> _TASK ITEM_: Of the lines below, reproduce exactly those from the line containing "fn duration_to_ms(limit: Duration)" to the end, including both the first and the last.

> _INPUT DATA_:
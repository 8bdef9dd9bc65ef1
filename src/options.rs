//! Solve configuration.
use std::time::Duration;

native_codes! {
    /// Verbosity of the engine's own terminal output. Has no effect on returned data.
    pub enum MessageLevel ("message level") {
        /// No output
        Off = 0 => "off",
        /// Errors and warnings only
        Error = 1 => "error",
        /// Normal output
        On = 2 => "on",
        /// Full output, including informational messages
        All = 3 => "all",
        /// Debugging output
        Debug = 4 => "debug",
    }
}

impl Default for MessageLevel {
    fn default() -> Self {
        MessageLevel::Off
    }
}

/// Options for [Problem::solve](crate::Problem::solve).
///
/// ```
/// use glpk_core::{MessageLevel, SolveOptions};
/// use std::time::Duration;
///
/// let options = SolveOptions::default()
///     .with_message_level(MessageLevel::Error)
///     .with_time_limit(Duration::from_millis(2500));
/// assert_eq!(options.time_limit_ms(), Some(2500));
/// assert_eq!(SolveOptions::default().time_limit_ms(), None);
/// ```
#[derive(Debug, Clone, Copy, PartialEq, Eq, Default)]
pub struct SolveOptions {
    /// Engine verbosity, silent by default
    pub message_level: MessageLevel,
    /// Wall-clock budget for each solve phase. `None` leaves the engine unbounded.
    ///
    /// The integer phase receives the whole budget again, not what the relaxation left over.
    pub time_limit: Option<Duration>,
}

impl SolveOptions {
    /// Sets the engine verbosity
    pub fn with_message_level(mut self, message_level: MessageLevel) -> Self {
        self.message_level = message_level;
        self
    }

    /// Sets the per-phase time limit
    pub fn with_time_limit(mut self, time_limit: Duration) -> Self {
        self.time_limit = Some(time_limit);
        self
    }

    /// Sets the per-phase time limit in seconds.
    /// Negative or NaN values are treated as zero, values too large for a [Duration] as unbounded.
    pub fn with_time_limit_secs(mut self, seconds: f64) -> Self {
        self.time_limit = if seconds.is_nan() || seconds <= 0. {
            Some(Duration::ZERO)
        } else {
            Duration::try_from_secs_f64(seconds).ok()
        };
        self
    }

    /// The time limit in the engine's unit, milliseconds, rounded up.
    ///
    /// Rounding up keeps a sub-millisecond limit from turning into "no limit": one
    /// microsecond becomes one millisecond. Limits beyond `i32::MAX` ms saturate.
    pub fn time_limit_ms(&self) -> Option<i32> {
        self.time_limit.map(duration_to_ms)
    }
}

fn duration_to_ms(limit: Duration) -> i32 {
    let ms = limit.as_nanos().div_ceil(1_000_000);
    i32::try_from(ms).unwrap_or(i32::MAX)
}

> _SOLVED PROBLEM_:
fn duration_to_ms(limit: Duration) -> i32 {
    let ms = limit.as_nanos().div_ceil(1_000_000);
    i32::try_from(ms).unwrap_or(i32::MAX)
}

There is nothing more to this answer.